E poi, vogliamo dirlo, in USA (il famoso baluardo della democrazia come possiamo vedere in data odierna), su un totale di 535 deputati votanti solo il 23 per cento sono donne… e il Parlamento USA funziona dal 1789…mentre il Sinodo solo dal 1965. Ma il papato non ammette scuse, vuoi mica possedere un Verbo, o una sembianza di Parlamento, che non sia superiore ad ogni altro sia per datazione che per esperienza (come del resto sull’ecologia, sul lavoro, sulla giustizia sociale ecc.)?
Purtroppo anche l’India con un Parlamento di ben 790 deputati, vede una presenza femminile del 33 per cento, la Sarasvati, Kali e le sue amiche battono Maria di una larga percentuale, eppure si tratta di un paese estremamente difficile per le donne.
Non volendo essere un Parlamento, il volpesco Sinodo potrebbe allora configurarsi come un congresso di delegati guidati da un ideale unico, affine al santo spirito?
Proviamo allora a raffrontare la composizione del Sinodo con l’Assemblea nazionale del popolo cinese. Si tratta di un parlamento i cui delegati provengono dal Partito comunista cinese, e di una struttura politica fortemente caratterizzata da paternalismo e meritocrazia, la più somigliante quindi ad un congresso di ispirazione patriarcale e divina.
Ma anche in questo troviamo una percentuale non irrisoria di donne delegate con diritto di voto, il 24 per cento circa! Che dire poi della rappresentatività di questa monolitica istituzione: i deputati dell’Assemblea sono ben 2980. Voi direte: “Certo!
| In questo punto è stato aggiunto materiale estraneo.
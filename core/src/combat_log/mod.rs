//! Typed combat-log events.
//!
//! The extractor turns raw log lines into `LogEvent`s; everything
//! downstream (wave tracker, combo tracker, meters) consumes these and
//! never looks at raw text again.

use chrono::NaiveDateTime;
use serde::Serialize;

/// What kind of thing a log line described.
#[derive(Debug, Clone, Copy, PartialEq, Eq, Serialize)]
pub enum EventKind {
    /// Actor attacked target with an ability for `magnitude` damage.
    Attack,
    /// Actor healed target with an ability for `magnitude` health.
    Heal,
    /// Actor gained a buff named `label`.
    BuffGained,
    /// Actor was struck by a debuff named `label`.
    DebuffApplied,
    /// Actor's debuff named `label` cleared.
    DebuffCleared,
    /// Actor successfully cast the ability named `label`.
    Cast,
    /// The encounter boss began casting its wave-spawning ability.
    WaveSpawn,
    /// The encounter boss gained one stack of its power buff.
    PowerGain,
}

/// One extracted log event.
///
/// `timestamp` is always parseable by construction: a line whose timestamp
/// fails structural parsing never produces an event.
#[derive(Debug, Clone, Serialize)]
pub struct LogEvent {
    pub line_number: usize,
    pub timestamp: NaiveDateTime,
    pub kind: EventKind,
    /// Entity performing the event (attacker, caster, or buff/debuff target
    /// for self-referential kinds).
    pub actor: String,
    /// Receiving entity, when the line names one.
    pub target: Option<String>,
    /// Ability, buff, or debuff name. Exact match against configured sets.
    pub label: String,
    /// Damage or heal amount; absent for buff/debuff/cast events.
    pub magnitude: Option<i64>,
    /// True when a damage line carried a critical-hit marker.
    pub critical: bool,
}
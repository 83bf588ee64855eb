//! One analysis run over a log, from raw lines to the final report.
//!
//! The session owns every correlator and feeds each extracted event to
//! all of them in file order. Lines can arrive in any grouping (whole
//! file, chunks, one at a time); only order matters, so chunked and
//! unchunked runs over the same bytes produce identical reports.

use arclog_types::AnalysisConfig;

use crate::breakdown::MeterAggregator;
use crate::combat_log::LogEvent;
use crate::correlator::{CastTracker, ComboTracker, WaveTracker};
use crate::parser::extract_event;
use crate::report::{self, AnalysisReport};

pub struct AnalysisSession {
    profile: arclog_types::EncounterProfile,
    line_number: usize,
    waves: WaveTracker,
    combos: ComboTracker,
    casts: CastTracker,
    meters: MeterAggregator,
}

impl AnalysisSession {
    pub fn new(config: AnalysisConfig) -> Self {
        Self {
            profile: config.profile.clone(),
            line_number: 0,
            waves: WaveTracker::new(config.profile),
            combos: ComboTracker::new(config.buff_combo, config.chain_combo),
            casts: CastTracker::new(config.cast_groups),
            meters: MeterAggregator::new(config.boards),
        }
    }

    /// Feed one raw log line. Unparseable lines are counted but otherwise
    /// ignored.
    pub fn process_line(&mut self, line: &str) {
        self.line_number += 1;
        if let Some(event) = extract_event(self.line_number, line, &self.profile) {
            self.process_event(&event);
        }
    }

    /// Feed a batch of raw lines, in order.
    pub fn process_lines<'a, I: IntoIterator<Item = &'a str>>(&mut self, lines: I) {
        for line in lines {
            self.process_line(line);
        }
    }

    /// Feed one already-extracted event.
    pub fn process_event(&mut self, event: &LogEvent) {
        self.waves.handle_event(event);
        self.combos.handle_event(event);
        self.casts.handle_event(event);
        self.meters.handle_event(event);
    }

    /// Number of raw lines seen so far.
    pub fn lines_seen(&self) -> usize {
        self.line_number
    }

    /// Close any open wave and build the report.
    pub fn finish(self) -> AnalysisReport {
        tracing::debug!(lines = self.line_number, "analysis finished");
        report::build_report(self.waves, self.combos, self.casts, self.meters)
    }
}

#[cfg(test)]
mod tests {
    use super::*;

    fn synthetic_log() -> Vec<String> {
        let mut lines = Vec::new();
        let line = |secs: u32, body: &str| {
            format!("<2025-03-01 21:00:{secs:02}{body}")
        };
        // Wave 1: Ana clears, Bo fails; boss gains power
        lines.push(line(
            0,
            "|ic1;Black Dragon|r is casting |cff57d6aePenetrating Dark Energy|r|r!",
        ));
        lines.push(line(
            1,
            "|ic2;Ana|r was struck by a |cff57d6aePenetrating Dark Energy|r|r debuff!",
        ));
        lines.push(line(
            2,
            "|ic3;Bo|r was struck by a |cff57d6aePenetrating Dark Energy|r|r debuff!",
        ));
        lines.push(line(
            3,
            "|ic2;Ana|r attacked Kraken|r using |cff57d6aeTriple Slash|r|r and caused |cffc13d36-500|r|r |cffc13d36Health|r|r (|cffc13d36Critical Hit!|r|r)!",
        ));
        lines.push(line(
            5,
            "|ic2;Ana|r's |cff57d6aePenetrating Dark Energy|r|r debuff cleared",
        ));
        lines.push(line(
            8,
            "|ic1;Black Dragon|r gained the buff: |cff57d6aeDevilish Contract|r|r.",
        ));
        // Wave 2: nobody struck
        lines.push(line(
            30,
            "|ic1;Black Dragon|r is casting |cff57d6aePenetrating Dark Energy|r|r!",
        ));
        // Combos and casts in between
        lines.push(line(31, "|ic2;Ana|r gained the buff: |cff57d6aeRetribution|r|r."));
        lines.push(line(
            32,
            "|ic2;Ana|r gained the buff: |cff57d6aeToughened (Rank 4)|r|r.",
        ));
        lines.push(line(
            33,
            "|ic2;Ana|r gained the buff: |cff57d6aeBull Rush: Aggro Boost|r|r.",
        ));
        lines.push(line(
            34,
            "|ic2;Ana|r successfully cast |cff57d6aeMocking Howl|r|r!",
        ));
        lines.push(line(
            40,
            "|ic3;Bo|r targeted Ana|r using |cff57d6aeMend|r|r to restore |cff9be85a300|r|r health.",
        ));
        lines.push(line(41, "|ic3;Bo|r successfully cast |cff57d6aeStillness|r|r!"));
        lines.push("chatter that parses to nothing".to_string());
        lines
    }

    fn run(lines: &[String], chunk_size: usize) -> AnalysisReport {
        let mut session = AnalysisSession::new(AnalysisConfig::default());
        for chunk in lines.chunks(chunk_size) {
            session.process_lines(chunk.iter().map(String::as_str));
        }
        session.finish()
    }

    #[test]
    fn chunked_and_unchunked_runs_are_identical() {
        let lines = synthetic_log();
        let whole = serde_json::to_string(&run(&lines, lines.len())).unwrap();
        for chunk_size in [1, 2, 3, 7] {
            let chunked = serde_json::to_string(&run(&lines, chunk_size)).unwrap();
            assert_eq!(whole, chunked, "chunk size {chunk_size} diverged");
        }
    }

    #[test]
    fn end_to_end_wave_and_combo_results() {
        let lines = synthetic_log();
        let report = run(&lines, lines.len());

        assert!(report.waves.success);
        assert_eq!(report.waves.total_waves, 2);
        assert_eq!(report.waves.boss_power_percent, 10);
        assert!(!report.waves.enraged);
        assert_eq!(report.waves.wave_summary[0].failed_players, vec!["Bo"]);

        // Ana's buff combo landed: all three buffs within their windows
        let distress = report
            .combo_boards
            .iter()
            .find(|b| b.name == "Distress Combo")
            .unwrap();
        assert_eq!(distress.entries.len(), 1);
        assert_eq!(distress.entries[0].name, "Ana");

        // Cast board picked up Bo's Stillness
        let stillness = report
            .cast_boards
            .iter()
            .find(|b| b.name == "Stillness")
            .unwrap();
        assert_eq!(stillness.entries[0].name, "Bo");

        // Meters
        assert_eq!(report.damage_done[0].name, "Ana");
        assert_eq!(report.damage_done[0].value, 500);
        assert_eq!(report.healing_received[0].name, "Ana");
        assert_eq!(report.healing_received[0].value, 300);
        assert_eq!(report.damage_taken_from[0].target, "Kraken");
        assert_eq!(report.damage_taken_from[0].sources[0].name, "Ana");
        assert_eq!(report.damage_taken_from[0].sources[0].value, 500);
    }

    #[test]
    fn empty_input_reports_no_waves() {
        let session = AnalysisSession::new(AnalysisConfig::default());
        let report = session.finish();
        assert!(!report.waves.success);
        assert_eq!(
            report.waves.message.as_deref(),
            Some("no debuff waves detected in log")
        );
    }

    #[test]
    fn player_failed_counts_derive_from_totals() {
        let lines = synthetic_log();
        let report = run(&lines, lines.len());
        for row in &report.waves.player_stats {
            assert_eq!(row.failed, i64::from(row.total) - i64::from(row.cleared));
        }
    }
}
La popolazione è di quasi un miliardo e mezzo di persone”, beh, dati alla mano possiamo dire che i cinesi hanno un “delegato” (si fa per dire) ogni 474mila abitanti, più degli Usa che ne hanno circa uno ogni 621mila. Molto meno per la Chiesa cattolica, la quale vanta circa un miliardo e 370mila credenti ma al Sinodo, parrocchia più parrocchia meno, avrebbe quindi un delegato/a ogni 3 milioni e mezzo abbondanti di fedeli.
Ma vogliamo stare a fare sottigliezze aritmetiche sulla questione della rappresentanza? Non ha forse ribadito anche Draghi che l’unanimità, che consente rapidità di decisione e minor dispendio di spiegazioni, è un moderno (leggi efficiente) strumento di governo? Non ha forse lo spirito terreno del Covid ispirato il sì al referendum del 2020, per la diminuzione di un terzo del numero dei nostri (si fa per dire) parlamentari? Il Vaticano sembra in questo più un ispiratore che un ispirato.
Tornando all’ annosa questione della partecipazione delle donne, come si chiede il documento sinodale:
“Quali passi concreti può compiere la Chiesa per rinnovare e riformare le proprie procedure, dispositivi istituzionali e strutture in modo da permettere un maggiore riconoscimento e partecipazione delle donne, anche al governo e a tutte le fasi dei processi decisionali, inclusa la presa di decisioni in uno spirito di comunione e in vista della missione?”[6]
Non è forse vero che nella maggior parte dei casi nel mondo il governo femminile viene concesso alle donne quando la patata (sic) è troppo bollente da pelare, pensiamo al volto profetico di Elly Schlein ed alla crisi irrevocabile del PD. Pensiamo al passato, con Rosy Bindi martire per la sanità pubblica.
Possiamo quindi prevedere che pari responsabilità femminile sarà concessa, sia in Cina che nel Sinodo, quando la situazione apocalittica sarà ben più critica, e purché sia “in spirito di comunione” coi dogmi, come insegnano i Fratelli d’Italia?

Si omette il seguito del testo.